(EXCERPTED RECORDS)
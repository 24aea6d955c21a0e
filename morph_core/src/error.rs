//! Error taxonomy.
//!
//! - [`ConfigError`]: the dispatch table (or an inline layout) is invalid.
//!   Fatal; never downgraded to a retry.
//! - [`DispatchError`]: everything `execute` can return. Only
//!   [`DispatchError::Unsupported`] is a routine, caller-handled condition.
//! - [`Throw`]: what a specialization body may raise. Guest exceptions listed
//!   in the specialization's `rewrite_on` set never reach the caller.

use crate::NodeId;
use crate::value::Value;
use std::fmt;
use thiserror::Error;

/// Result alias used throughout the engine.
pub type DispatchResult<T> = Result<T, DispatchError>;

// =============================================================================
// Configuration Errors
// =============================================================================

/// A setup-time error describing an invalid specialization table or layout.
#[derive(Debug, Clone, PartialEq, Eq, Error)]
pub enum ConfigError {
    /// Two specializations share a name.
    #[error("specialization '{name}' is declared more than once in '{table}'")]
    DuplicateSpecialization {
        /// Table name.
        table: String,
        /// Duplicated specialization name.
        name: String,
    },

    /// A `replaces` entry names no specialization.
    #[error("specialization '{specialization}' replaces unknown specialization '{target}'")]
    UnknownReplaceTarget {
        /// Replacing specialization.
        specialization: String,
        /// Missing target.
        target: String,
    },

    /// A `replaces` entry names a later-declared specialization.
    #[error(
        "specialization '{specialization}' replaces '{target}', which must be declared before it"
    )]
    ReplacesForwardReference {
        /// Replacing specialization.
        specialization: String,
        /// Target declared too late.
        target: String,
    },

    /// The `replaces` edges form a cycle.
    #[error("replaces cycle: {}", path.join(" -> "))]
    ReplacesCycle {
        /// Specializations along the cycle.
        path: Vec<String>,
    },

    /// More than one fallback specialization.
    #[error("table '{table}' declares more than one fallback ('{first}' and '{second}')")]
    MultipleFallbacks {
        /// Table name.
        table: String,
        /// First fallback.
        first: String,
        /// Second fallback.
        second: String,
    },

    /// A `rewrite_on` specialization without any specialization to fall back to.
    #[error(
        "specialization '{specialization}' declares rewrite_on but no specialization replaces it"
    )]
    RewriteWithoutReplacement {
        /// Offending specialization.
        specialization: String,
    },

    /// A parameter type list does not match the table arity.
    #[error("specialization '{specialization}' declares {actual} parameter types, expected {expected}")]
    ParamCountMismatch {
        /// Offending specialization.
        specialization: String,
        /// Table arity.
        expected: usize,
        /// Declared parameter types.
        actual: usize,
    },

    /// A shared cache group violates the sharing rules.
    #[error("illegal sharing group '{group}': {reason}")]
    IllegalSharingGroup {
        /// Group name.
        group: String,
        /// Why the group is rejected.
        reason: String,
    },

    /// A bind expression references itself or a later bind.
    #[error("bind '{bind}' of specialization '{specialization}' references '{references}' before it is bound")]
    BindForwardReference {
        /// Owning specialization.
        specialization: String,
        /// Offending bind.
        bind: String,
        /// The not-yet-bound reference.
        references: String,
    },

    /// A static-only expression reads a dynamic value.
    #[error("expression '{expression}' of specialization '{specialization}' binds a dynamic value where only cached or static values are allowed")]
    DynamicBindInStaticContext {
        /// Owning specialization.
        specialization: String,
        /// Offending expression.
        expression: String,
    },

    /// Claimed bits exceed the region capacity.
    #[error("bit width overflow: {requested} bits requested, region capacity is {capacity}")]
    BitWidthOverflow {
        /// Total bits after the failing claim.
        requested: u32,
        /// Region capacity.
        capacity: u32,
    },

    /// Two fixed claims overlap.
    #[error("bit claim '{name}' overlaps '{other}'")]
    OverlappingBits {
        /// New claim.
        name: String,
        /// Existing claim.
        other: String,
    },

    /// A bit range is malformed.
    #[error("invalid bit range (offset {offset}, length {len}): {reason}")]
    InvalidBitRange {
        /// Requested offset.
        offset: u32,
        /// Requested length.
        len: u32,
        /// Detail.
        reason: &'static str,
    },

    /// A masked write would drop bits of the provided value.
    #[error("bits lost in masked state update: provided {provided:#x}, written {written:#x}")]
    BitsLost {
        /// Value given to the write.
        provided: u64,
        /// Value that would actually be stored.
        written: u64,
    },

    /// An inlinable node type declares private state.
    #[error("inlinable node '{node_type}' declares instance field '{field}'")]
    InstanceFieldOnInlinable {
        /// Inlinable type.
        node_type: String,
        /// Field name.
        field: String,
    },

    /// AOT preparation recursively requires itself.
    #[error("AOT preparation of '{node}' recursively requires itself")]
    AotRecursion {
        /// Node (or node type) on the preparation stack.
        node: String,
    },
}

// =============================================================================
// Unsupported Specialization
// =============================================================================

/// No specialization (including the fallback) accepts the arguments.
#[derive(Debug, Clone, PartialEq, Eq)]
pub struct UnsupportedSpecialization {
    /// Node that rejected the arguments.
    pub node: NodeId,
    /// Table name of that node.
    pub node_name: String,
    /// Argument values, after no cast applied.
    pub args: Vec<Value>,
}

impl fmt::Display for UnsupportedSpecialization {
    fn fmt(&self, f: &mut fmt::Formatter<'_>) -> fmt::Result {
        write!(
            f,
            "unsupported specialization in '{}' {} for arguments (",
            self.node_name, self.node
        )?;
        for (i, arg) in self.args.iter().enumerate() {
            if i > 0 {
                write!(f, ", ")?;
            }
            write!(f, "{:?}: {}", arg, arg.value_type())?;
        }
        write!(f, ")")
    }
}

impl std::error::Error for UnsupportedSpecialization {}

// =============================================================================
// Guest Exceptions
// =============================================================================

/// An exception raised by a specialization body.
#[derive(Debug, Clone, PartialEq, Eq, Error)]
#[error("{kind}: {message}")]
pub struct GuestException {
    /// Exception kind, matched against `rewrite_on` sets.
    pub kind: &'static str,
    /// Detail message.
    pub message: String,
}

impl GuestException {
    /// Create an exception.
    pub fn new(kind: &'static str, message: impl Into<String>) -> Self {
        Self {
            kind,
            message: message.into(),
        }
    }
}

// =============================================================================
// Dispatch Errors
// =============================================================================

/// Any failure of an `execute` call.
#[derive(Debug, Clone, Error)]
pub enum DispatchError {
    /// No specialization matched after the full table was evaluated.
    #[error(transparent)]
    Unsupported(#[from] UnsupportedSpecialization),

    /// The table or a layout is invalid.
    #[error("configuration error: {0}")]
    Config(#[from] ConfigError),

    /// Slow-path specialization re-entered on the same thread.
    #[error("recursive specialization of node {node} ('{name}') detected")]
    RecursiveSpecialization {
        /// Node being specialized.
        node: NodeId,
        /// Table name.
        name: String,
    },

    /// A never-default cache initializer produced the default value.
    #[error("A specialization cache returned a default value. The cache initializer must never return a default value for this cache. (specialization '{specialization}', cache '{cache}')")]
    NeverDefault {
        /// Owning specialization.
        specialization: String,
        /// Cache parameter.
        cache: String,
    },

    /// An uncached node was asked to adopt children.
    #[error("uncached node '{table}' cannot adopt child '{child}'")]
    UncachedAdoption {
        /// Table name.
        table: String,
        /// Child that required adoption.
        child: String,
    },

    /// Inline field or value access with the wrong type or index.
    #[error("type mismatch: expected {expected}, got {actual}")]
    TypeMismatch {
        /// Expected kind.
        expected: String,
        /// Actual kind.
        actual: String,
    },

    /// Wrong number of arguments.
    #[error("node {node} ('{name}') expects {expected} arguments, got {actual}")]
    ArityMismatch {
        /// Node.
        node: NodeId,
        /// Table name.
        name: String,
        /// Table arity.
        expected: usize,
        /// Given arguments.
        actual: usize,
    },

    /// Rewrites kept failing past the configured retry bound.
    #[error("node {node} ('{name}') exceeded {retries} rewrite retries")]
    RewriteLimit {
        /// Node.
        node: NodeId,
        /// Table name.
        name: String,
        /// Retry bound.
        retries: u32,
    },

    /// A body raised an exception not covered by `rewrite_on`.
    #[error(transparent)]
    Exception(#[from] GuestException),
}

impl DispatchError {
    /// Whether this is the routine "no specialization matched" condition.
    #[inline]
    pub fn is_unsupported(&self) -> bool {
        matches!(self, DispatchError::Unsupported(_))
    }

    /// Whether this error indicates an invalid table rather than a data condition.
    #[inline]
    pub fn is_fatal(&self) -> bool {
        matches!(
            self,
            DispatchError::Config(_)
                | DispatchError::RecursiveSpecialization { .. }
                | DispatchError::NeverDefault { .. }
                | DispatchError::UncachedAdoption { .. }
        )
    }
}

// =============================================================================
// Throw
// =============================================================================

/// Abnormal completion of a specialization body.
#[derive(Debug, Clone)]
pub enum Throw {
    /// Guest exception; triggers a rewrite if its kind is in `rewrite_on`.
    Exception(GuestException),
    /// Engine error from a nested dispatch; always propagated.
    Error(DispatchError),
}

impl Throw {
    /// Convenience constructor for guest exceptions.
    pub fn exception(kind: &'static str, message: impl Into<String>) -> Self {
        Throw::Exception(GuestException::new(kind, message))
    }
}

impl From<DispatchError> for Throw {
    fn from(e: DispatchError) -> Self {
        Throw::Error(e)
    }
}

impl From<GuestException> for Throw {
    fn from(e: GuestException) -> Self {
        Throw::Exception(e)
    }
}

impl From<ConfigError> for Throw {
    fn from(e: ConfigError) -> Self {
        Throw::Error(DispatchError::Config(e))
    }
}

impl From<Throw> for DispatchError {
    fn from(t: Throw) -> Self {
        match t {
            Throw::Exception(e) => DispatchError::Exception(e),
            Throw::Error(e) => e,
        }
    }
}

// =============================================================================
// Tests
// =============================================================================

#[cfg(test)]
mod tests {
    use super::*;

    #[test]
    fn test_unsupported_message_lists_values_and_types() {
        let err = UnsupportedSpecialization {
            node: NodeId(4),
            node_name: "Add".into(),
            args: vec![Value::Int(1), Value::str("x")],
        };
        let msg = err.to_string();
        assert!(msg.contains("'Add'"));
        assert!(msg.contains("#4"));
        assert!(msg.contains("1: int"));
        assert!(msg.contains("\"x\": str"));
    }

    #[test]
    fn test_replaces_cycle_message() {
        let err = ConfigError::ReplacesCycle {
            path: vec!["a".into(), "b".into(), "a".into()],
        };
        assert_eq!(err.to_string(), "replaces cycle: a -> b -> a");
    }

    #[test]
    fn test_throw_round_trip_into_dispatch_error() {
        let t = Throw::exception("ArithmeticException", "overflow");
        let e: DispatchError = t.into();
        assert!(matches!(e, DispatchError::Exception(ref g) if g.kind == "ArithmeticException"));
        assert!(!e.is_fatal());
        assert!(!e.is_unsupported());
    }

    #[test]
    fn test_fatal_classification() {
        let e = DispatchError::from(ConfigError::AotRecursion { node: "n".into() });
        assert!(e.is_fatal());
        let e = DispatchError::NeverDefault {
            specialization: "s0".into(),
            cache: "c".into(),
        };
        assert!(e.is_fatal());
        assert!(e.to_string().starts_with("A specialization cache returned a default value"));
    }
}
(End EXCERPTED RECORDS)
Find and copy each line above holding "Debug".

#[derive(Debug, Clone, PartialEq, Eq, Error)]
#[derive(Debug, Clone, PartialEq, Eq)]
#[derive(Debug, Clone, PartialEq, Eq, Error)]
#[derive(Debug, Clone, Error)]
#[derive(Debug, Clone)]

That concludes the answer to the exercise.